▸ WHAT YOU WILL DO:
The data below must be copied in full and without any change.
[RECORDS TO PROCESS]
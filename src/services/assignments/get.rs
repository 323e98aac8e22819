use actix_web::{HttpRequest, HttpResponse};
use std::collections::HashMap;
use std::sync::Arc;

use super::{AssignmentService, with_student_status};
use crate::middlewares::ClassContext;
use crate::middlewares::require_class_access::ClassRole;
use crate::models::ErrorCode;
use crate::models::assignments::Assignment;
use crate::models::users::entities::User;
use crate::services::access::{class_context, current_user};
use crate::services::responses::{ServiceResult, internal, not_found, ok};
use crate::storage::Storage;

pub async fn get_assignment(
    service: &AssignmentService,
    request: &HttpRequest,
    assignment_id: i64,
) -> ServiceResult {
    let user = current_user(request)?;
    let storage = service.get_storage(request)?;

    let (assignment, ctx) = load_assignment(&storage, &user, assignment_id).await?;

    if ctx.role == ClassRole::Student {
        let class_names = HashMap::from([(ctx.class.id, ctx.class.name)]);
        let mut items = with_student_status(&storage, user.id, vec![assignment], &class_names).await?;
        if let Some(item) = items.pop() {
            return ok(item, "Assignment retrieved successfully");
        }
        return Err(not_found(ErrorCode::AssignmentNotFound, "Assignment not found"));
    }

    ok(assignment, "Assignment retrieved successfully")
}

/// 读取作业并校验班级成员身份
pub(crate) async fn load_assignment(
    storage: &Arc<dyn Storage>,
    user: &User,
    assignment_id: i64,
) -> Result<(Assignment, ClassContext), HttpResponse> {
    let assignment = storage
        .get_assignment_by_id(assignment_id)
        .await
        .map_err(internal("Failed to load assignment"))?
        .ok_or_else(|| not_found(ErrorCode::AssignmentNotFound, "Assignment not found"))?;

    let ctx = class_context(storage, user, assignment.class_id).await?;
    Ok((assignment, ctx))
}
[/RECORDS TO PROCESS]
▸ FINAL ANSWER:
filename src/services/assignments/get.rs
repository 323e98aac8e22819
use actix_web::{HttpRequest, HttpResponse};
use std::collections::HashMap;
use std::sync::Arc;

use super::{AssignmentService, with_student_status};
use crate::middlewares::ClassContext;
use crate::middlewares::require_class_access::ClassRole;
use crate::models::ErrorCode;
use crate::models::assignments::Assignment;
use crate::models::users::entities::User;
use crate::services::access::{class_context, current_user};
use crate::services::responses::{ServiceResult, internal, not_found, ok};
use crate::storage::Storage;

pub async fn get_assignment(
    service: &AssignmentService,
    request: &HttpRequest,
    assignment_id: i64,
) -> ServiceResult {
    let user = current_user(request)?;
    let storage = service.get_storage(request)?;

    let (assignment, ctx) = load_assignment(&storage, &user, assignment_id).await?;

    if ctx.role == ClassRole::Student {
        let class_names = HashMap::from([(ctx.class.id, ctx.class.name)]);
        let mut items = with_student_status(&storage, user.id, vec![assignment], &class_names).await?;
        if let Some(item) = items.pop() {
            return ok(item, "Assignment retrieved successfully");
        }
        return Err(not_found(ErrorCode::AssignmentNotFound, "Assignment not found"));
    }

    ok(assignment, "Assignment retrieved successfully")
}

/// 读取作业并校验班级成员身份
pub(crate) async fn load_assignment(
    storage: &Arc<dyn Storage>,
    user: &User,
    assignment_id: i64,
) -> Result<(Assignment, ClassContext), HttpResponse> {
    let assignment = storage
        .get_assignment_by_id(assignment_id)
        .await
        .map_err(internal("Failed to load assignment"))?
        .ok_or_else(|| not_found(ErrorCode::AssignmentNotFound, "Assignment not found"))?;

    let ctx = class_context(storage, user, assignment.class_id).await?;
    Ok((assignment, ctx))
}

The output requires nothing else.